:: Supplied records
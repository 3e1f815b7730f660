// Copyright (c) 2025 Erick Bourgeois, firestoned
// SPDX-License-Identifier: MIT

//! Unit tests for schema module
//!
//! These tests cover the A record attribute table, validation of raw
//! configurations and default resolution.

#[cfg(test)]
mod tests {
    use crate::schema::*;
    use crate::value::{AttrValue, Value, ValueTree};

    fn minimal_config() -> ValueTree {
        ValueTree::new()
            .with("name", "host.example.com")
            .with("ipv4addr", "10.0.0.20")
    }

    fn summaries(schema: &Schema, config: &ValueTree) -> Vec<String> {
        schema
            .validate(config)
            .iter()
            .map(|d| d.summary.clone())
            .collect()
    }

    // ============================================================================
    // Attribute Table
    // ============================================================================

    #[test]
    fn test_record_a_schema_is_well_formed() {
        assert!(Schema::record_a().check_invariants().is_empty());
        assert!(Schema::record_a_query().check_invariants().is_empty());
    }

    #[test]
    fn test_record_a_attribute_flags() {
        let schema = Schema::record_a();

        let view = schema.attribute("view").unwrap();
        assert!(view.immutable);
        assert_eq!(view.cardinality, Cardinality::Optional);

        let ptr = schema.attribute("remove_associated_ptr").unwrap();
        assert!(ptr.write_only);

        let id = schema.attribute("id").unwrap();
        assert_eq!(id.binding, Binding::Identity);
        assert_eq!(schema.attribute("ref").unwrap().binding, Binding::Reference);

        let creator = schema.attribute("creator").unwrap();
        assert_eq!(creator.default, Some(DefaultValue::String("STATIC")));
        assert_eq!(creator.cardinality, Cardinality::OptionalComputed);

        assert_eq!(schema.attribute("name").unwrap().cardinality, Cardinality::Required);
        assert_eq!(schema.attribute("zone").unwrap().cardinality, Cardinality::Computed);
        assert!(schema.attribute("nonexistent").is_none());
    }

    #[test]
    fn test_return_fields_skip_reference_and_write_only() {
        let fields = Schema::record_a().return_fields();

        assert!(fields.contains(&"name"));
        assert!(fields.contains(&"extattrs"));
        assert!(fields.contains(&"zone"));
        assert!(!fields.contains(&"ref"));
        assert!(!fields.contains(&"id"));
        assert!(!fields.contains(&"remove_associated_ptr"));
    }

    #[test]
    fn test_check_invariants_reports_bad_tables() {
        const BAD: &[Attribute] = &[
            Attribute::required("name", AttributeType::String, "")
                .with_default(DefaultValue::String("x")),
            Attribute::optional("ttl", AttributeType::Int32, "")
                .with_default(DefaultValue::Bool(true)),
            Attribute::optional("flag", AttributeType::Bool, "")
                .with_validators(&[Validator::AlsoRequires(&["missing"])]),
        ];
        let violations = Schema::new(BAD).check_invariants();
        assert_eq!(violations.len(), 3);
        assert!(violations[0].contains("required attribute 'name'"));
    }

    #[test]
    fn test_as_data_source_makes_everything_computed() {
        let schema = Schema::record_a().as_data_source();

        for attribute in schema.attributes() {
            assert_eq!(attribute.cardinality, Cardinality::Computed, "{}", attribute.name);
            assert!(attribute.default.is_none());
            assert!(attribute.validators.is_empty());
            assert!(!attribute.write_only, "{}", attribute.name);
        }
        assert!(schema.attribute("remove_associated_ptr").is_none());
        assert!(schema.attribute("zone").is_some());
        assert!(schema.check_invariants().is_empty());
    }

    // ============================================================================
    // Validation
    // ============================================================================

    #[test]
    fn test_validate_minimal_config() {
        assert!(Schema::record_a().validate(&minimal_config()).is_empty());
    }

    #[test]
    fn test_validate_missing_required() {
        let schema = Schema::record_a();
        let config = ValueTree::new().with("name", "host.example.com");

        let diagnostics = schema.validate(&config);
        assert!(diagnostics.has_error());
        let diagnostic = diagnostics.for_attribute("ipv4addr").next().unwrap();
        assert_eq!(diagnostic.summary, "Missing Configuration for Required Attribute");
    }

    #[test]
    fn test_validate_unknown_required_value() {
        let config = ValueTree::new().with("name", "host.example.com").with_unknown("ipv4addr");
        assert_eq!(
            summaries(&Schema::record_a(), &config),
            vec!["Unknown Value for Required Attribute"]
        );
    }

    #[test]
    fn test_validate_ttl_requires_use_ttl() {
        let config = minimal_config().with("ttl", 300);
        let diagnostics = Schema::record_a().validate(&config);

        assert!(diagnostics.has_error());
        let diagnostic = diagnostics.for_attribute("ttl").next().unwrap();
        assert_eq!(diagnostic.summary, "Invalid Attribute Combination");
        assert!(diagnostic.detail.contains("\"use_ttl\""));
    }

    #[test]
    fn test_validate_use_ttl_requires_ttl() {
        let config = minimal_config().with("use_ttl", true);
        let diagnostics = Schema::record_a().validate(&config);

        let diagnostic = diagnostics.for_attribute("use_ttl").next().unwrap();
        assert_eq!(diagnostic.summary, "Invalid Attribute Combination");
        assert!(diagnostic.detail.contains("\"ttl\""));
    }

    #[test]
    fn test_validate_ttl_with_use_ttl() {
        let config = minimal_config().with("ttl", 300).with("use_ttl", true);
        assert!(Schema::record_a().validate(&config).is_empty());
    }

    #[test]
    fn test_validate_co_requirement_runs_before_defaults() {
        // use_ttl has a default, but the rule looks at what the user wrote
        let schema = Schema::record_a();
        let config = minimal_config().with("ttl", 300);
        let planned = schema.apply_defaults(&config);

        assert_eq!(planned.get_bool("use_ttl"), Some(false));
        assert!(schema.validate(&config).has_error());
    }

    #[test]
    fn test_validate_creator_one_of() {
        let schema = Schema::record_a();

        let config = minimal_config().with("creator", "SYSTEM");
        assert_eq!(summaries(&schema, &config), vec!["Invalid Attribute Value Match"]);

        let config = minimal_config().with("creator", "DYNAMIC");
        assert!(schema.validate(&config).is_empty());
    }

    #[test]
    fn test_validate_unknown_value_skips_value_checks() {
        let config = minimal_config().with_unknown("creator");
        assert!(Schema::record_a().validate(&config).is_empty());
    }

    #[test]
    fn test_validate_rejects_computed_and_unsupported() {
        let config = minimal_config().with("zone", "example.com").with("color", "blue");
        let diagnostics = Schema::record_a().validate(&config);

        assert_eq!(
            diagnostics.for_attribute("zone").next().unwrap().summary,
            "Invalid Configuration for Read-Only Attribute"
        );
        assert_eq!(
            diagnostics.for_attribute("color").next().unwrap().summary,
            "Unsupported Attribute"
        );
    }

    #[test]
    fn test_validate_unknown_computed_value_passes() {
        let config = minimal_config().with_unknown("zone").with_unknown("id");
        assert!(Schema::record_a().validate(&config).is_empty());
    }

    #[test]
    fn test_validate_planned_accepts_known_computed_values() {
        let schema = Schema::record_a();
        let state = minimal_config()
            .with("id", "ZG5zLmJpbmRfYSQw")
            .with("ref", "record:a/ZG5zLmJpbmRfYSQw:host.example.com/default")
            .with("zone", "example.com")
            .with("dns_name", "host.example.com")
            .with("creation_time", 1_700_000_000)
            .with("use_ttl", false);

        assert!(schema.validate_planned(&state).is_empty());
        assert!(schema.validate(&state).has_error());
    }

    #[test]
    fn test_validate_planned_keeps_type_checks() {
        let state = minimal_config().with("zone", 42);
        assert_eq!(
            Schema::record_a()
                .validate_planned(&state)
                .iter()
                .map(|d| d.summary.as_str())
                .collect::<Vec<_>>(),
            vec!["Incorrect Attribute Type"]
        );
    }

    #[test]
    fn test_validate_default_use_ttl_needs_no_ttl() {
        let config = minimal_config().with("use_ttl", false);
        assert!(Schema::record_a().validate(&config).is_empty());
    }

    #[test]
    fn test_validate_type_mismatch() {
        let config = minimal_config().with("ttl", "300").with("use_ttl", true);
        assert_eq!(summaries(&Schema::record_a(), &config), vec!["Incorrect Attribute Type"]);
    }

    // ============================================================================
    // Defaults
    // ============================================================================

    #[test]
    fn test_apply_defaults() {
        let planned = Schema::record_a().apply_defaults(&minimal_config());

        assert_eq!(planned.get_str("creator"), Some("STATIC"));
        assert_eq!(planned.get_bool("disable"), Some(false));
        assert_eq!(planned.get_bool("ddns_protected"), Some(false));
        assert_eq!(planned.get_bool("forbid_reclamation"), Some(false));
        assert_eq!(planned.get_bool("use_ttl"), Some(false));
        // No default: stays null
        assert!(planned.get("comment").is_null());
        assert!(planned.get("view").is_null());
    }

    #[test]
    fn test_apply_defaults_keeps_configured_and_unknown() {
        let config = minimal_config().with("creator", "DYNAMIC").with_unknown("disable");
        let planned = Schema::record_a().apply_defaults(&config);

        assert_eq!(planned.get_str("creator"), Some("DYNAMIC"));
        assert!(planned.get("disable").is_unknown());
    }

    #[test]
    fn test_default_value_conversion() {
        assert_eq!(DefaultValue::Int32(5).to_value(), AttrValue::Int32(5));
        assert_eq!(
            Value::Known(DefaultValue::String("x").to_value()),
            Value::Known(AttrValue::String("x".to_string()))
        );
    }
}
::::
#### [Instructions for the task]
In the entries above, find the line holding "fn minimal_config() ->" and the line holding "assert_eq!(creator.cardinality, Cardinality::OptionalComputed);", then retype exactly those two lines and every line between them, and nothing else.

#### [Expected answer]
    fn minimal_config() -> ValueTree {
        ValueTree::new()
            .with("name", "host.example.com")
            .with("ipv4addr", "10.0.0.20")
    }

    fn summaries(schema: &Schema, config: &ValueTree) -> Vec<String> {
        schema
            .validate(config)
            .iter()
            .map(|d| d.summary.clone())
            .collect()
    }

    // ============================================================================
    // Attribute Table
    // ============================================================================

    #[test]
    fn test_record_a_schema_is_well_formed() {
        assert!(Schema::record_a().check_invariants().is_empty());
        assert!(Schema::record_a_query().check_invariants().is_empty());
    }

    #[test]
    fn test_record_a_attribute_flags() {
        let schema = Schema::record_a();

        let view = schema.attribute("view").unwrap();
        assert!(view.immutable);
        assert_eq!(view.cardinality, Cardinality::Optional);

        let ptr = schema.attribute("remove_associated_ptr").unwrap();
        assert!(ptr.write_only);

        let id = schema.attribute("id").unwrap();
        assert_eq!(id.binding, Binding::Identity);
        assert_eq!(schema.attribute("ref").unwrap().binding, Binding::Reference);

        let creator = schema.attribute("creator").unwrap();
        assert_eq!(creator.default, Some(DefaultValue::String("STATIC")));
        assert_eq!(creator.cardinality, Cardinality::OptionalComputed);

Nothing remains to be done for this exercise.